*Task instructions:* Starting with the first line of the data that follows, transcribe every line verbatim until the line containing "pub fn capabilities(service: Service)" has been transcribed.

··········

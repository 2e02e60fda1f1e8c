//! Dispatcher: the public entry points
//!
//! Selects the adapter from the config's service discriminant, merges
//! per-call options over the config, validates the merged request, resolves
//! the transport by the four-tier precedence, and delegates.

use crate::error::LlmError;
use crate::provider::anthropic::AnthropicAdapter;
use crate::provider::google::GoogleAdapter;
use crate::provider::ollama::OllamaAdapter;
use crate::provider::openai::OpenAiAdapter;
use crate::provider::{Adapter, AdapterCapabilities, ProviderRequest};
use crate::transport::resolve_transport;
use crate::types::{CallOptions, ChatConfig, ChatResponse, Message, Service, StreamingResponse};
use crate::validate::{validate_config, validate_flow, validate_tool_results};

/// Adapter for a service; exhaustive so a new provider is a compile-time
/// checked extension
fn adapter_for(service: Service) -> Box<dyn Adapter> {
    match service {
        Service::OpenAi | Service::Groq | Service::DeepSeek | Service::XAi => Box::new(OpenAiAdapter::new(service)),
        Service::Anthropic => Box::new(AnthropicAdapter),
        Service::Google => Box::new(GoogleAdapter),
        Service::Ollama => Box::new(OllamaAdapter),
    }
}

/// Capabilities the adapter for a service advertises
pub fn capabilities(service: Service) -> AdapterCapabilities {
    adapter_for(service).capabilities()
}

/// Merge per-call options over the config; options win for the overlapping
/// fields
pub(crate) fn merge_request(config: &ChatConfig, options: Option<&CallOptions>) -> ProviderRequest {
    ProviderRequest {
        service: config.service,
        model: config.model.clone(),
        messages: config.messages.clone(),
        api_key: config.api_key.clone(),
        base_url: config.base_url.clone(),
        headers: config.headers.clone(),
        temperature: options.and_then(|o| o.temperature).or(config.temperature),
        max_tokens: options.and_then(|o| o.max_tokens).or(config.max_tokens),
        tools: options.and_then(|o| o.tools.clone()).or_else(|| config.tools.clone()),
        browser: config.browser,
        reasoning_effort: config.reasoning_effort,
        reasoning_format: config.reasoning_format,
        thinking_budget: config.thinking_budget,
        include_thoughts: config.include_thoughts,
    }
}

/// Run every validator that applies to the merged request
fn validate(request: &ProviderRequest) -> Result<(), LlmError> {
    validate_config(request.service, &request.model, &request.messages)?;
    validate_tool_results(request.service, &request.messages)?;
    if request.service.is_openai_compatible() {
        validate_flow(request.service, &request.messages)?;
    }
    Ok(())
}

/// Send a conversation and await the complete response
pub async fn send(config: &ChatConfig, options: Option<&CallOptions>) -> Result<ChatResponse, LlmError> {
    let transport = resolve_transport(
        options.and_then(|o| o.transport.as_ref()),
        config.transport.as_ref(),
    );
    let request = merge_request(config, options);
    validate(&request)?;
    adapter_for(request.service).call(&request, transport.as_ref()).await
}

/// Send a conversation and receive the response incrementally
pub async fn stream(config: &ChatConfig, options: Option<&CallOptions>) -> Result<StreamingResponse, LlmError> {
    let transport = resolve_transport(
        options.and_then(|o| o.transport.as_ref()),
        config.transport.as_ref(),
    );
    let request = merge_request(config, options);
    validate(&request)?;
    adapter_for(request.service).stream(&request, transport.as_ref()).await
}

/// One-shot convenience: build a message list from the config's system
/// prompt and a question, then send
pub async fn ask(config: &ChatConfig, question: &str, options: Option<&CallOptions>) -> Result<ChatResponse, LlmError> {
    let config = ask_config(config, question);
    send(&config, options).await
}

/// One-shot convenience: build a message list from the config's system
/// prompt and a question, then stream
pub async fn stream_ask(
    config: &ChatConfig,
    question: &str,
    options: Option<&CallOptions>,
) -> Result<StreamingResponse, LlmError> {
    let config = ask_config(config, question);
    stream(&config, options).await
}

fn ask_config(config: &ChatConfig, question: &str) -> ChatConfig {
    let mut messages = Vec::with_capacity(2);
    if let Some(prompt) = &config.system_prompt {
        messages.push(Message::system(prompt.clone()));
    }
    messages.push(Message::user(question));

    let mut config = config.clone();
    config.messages = messages;
    config
}
//! Ollama local chat API wire format
//!
//! Unary responses and NDJSON stream lines share one shape.

use serde::{Deserialize, Serialize};

/// Chat request
#[derive(Debug, Clone, Serialize, Deserialize)]
pub struct OllamaRequest {
    /// Model identifier
    pub model: String,
    /// Conversation messages
    pub messages: Vec<OllamaMessage>,
    /// Whether to stream the response
    pub stream: bool,
    /// Generation options
    #[serde(default, skip_serializing_if = "Option::is_none")]
    pub options: Option<OllamaOptions>,
}

/// Message with flattened text content
#[derive(Debug, Clone, Serialize, Deserialize)]
pub struct OllamaMessage {
    /// Message role
    pub role: String,
    /// Text content
    pub content: String,
}

/// Generation options
#[derive(Debug, Clone, Default, Serialize, Deserialize)]
pub struct OllamaOptions {
    /// Sampling temperature
    #[serde(default, skip_serializing_if = "Option::is_none")]
    pub temperature: Option<f64>,
    /// Maximum tokens to generate
    #[serde(default, skip_serializing_if = "Option::is_none")]
    pub num_predict: Option<u32>,
}

/// Chat response; one NDJSON line during streaming
#[derive(Debug, Clone, Serialize, Deserialize)]
pub struct OllamaResponse {
    /// Model echoed by the server
    #[serde(default)]
    pub model: Option<String>,
    /// Generated (or partial) message
    #[serde(default)]
    pub message: Option<OllamaMessage>,
    /// Whether this is the final line
    #[serde(default)]
    pub done: bool,
    /// Prompt token count (final line only)
    #[serde(default)]
    pub prompt_eval_count: Option<u32>,
    /// Completion token count (final line only)
    #[serde(default)]
    pub eval_count: Option<u32>,
}

/// Error response body
#[derive(Debug, Clone, Serialize, Deserialize)]
pub struct OllamaErrorResponse {
    /// Error message
    pub error: String,
}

··········

*Task result:*
repository 2e02e60fda1f1e8c
//! Dispatcher: the public entry points
//!
//! Selects the adapter from the config's service discriminant, merges
//! per-call options over the config, validates the merged request, resolves
//! the transport by the four-tier precedence, and delegates.

use crate::error::LlmError;
use crate::provider::anthropic::AnthropicAdapter;
use crate::provider::google::GoogleAdapter;
use crate::provider::ollama::OllamaAdapter;
use crate::provider::openai::OpenAiAdapter;
use crate::provider::{Adapter, AdapterCapabilities, ProviderRequest};
use crate::transport::resolve_transport;
use crate::types::{CallOptions, ChatConfig, ChatResponse, Message, Service, StreamingResponse};
use crate::validate::{validate_config, validate_flow, validate_tool_results};

/// Adapter for a service; exhaustive so a new provider is a compile-time
/// checked extension
fn adapter_for(service: Service) -> Box<dyn Adapter> {
    match service {
        Service::OpenAi | Service::Groq | Service::DeepSeek | Service::XAi => Box::new(OpenAiAdapter::new(service)),
        Service::Anthropic => Box::new(AnthropicAdapter),
        Service::Google => Box::new(GoogleAdapter),
        Service::Ollama => Box::new(OllamaAdapter),
    }
}

/// Capabilities the adapter for a service advertises
pub fn capabilities(service: Service) -> AdapterCapabilities {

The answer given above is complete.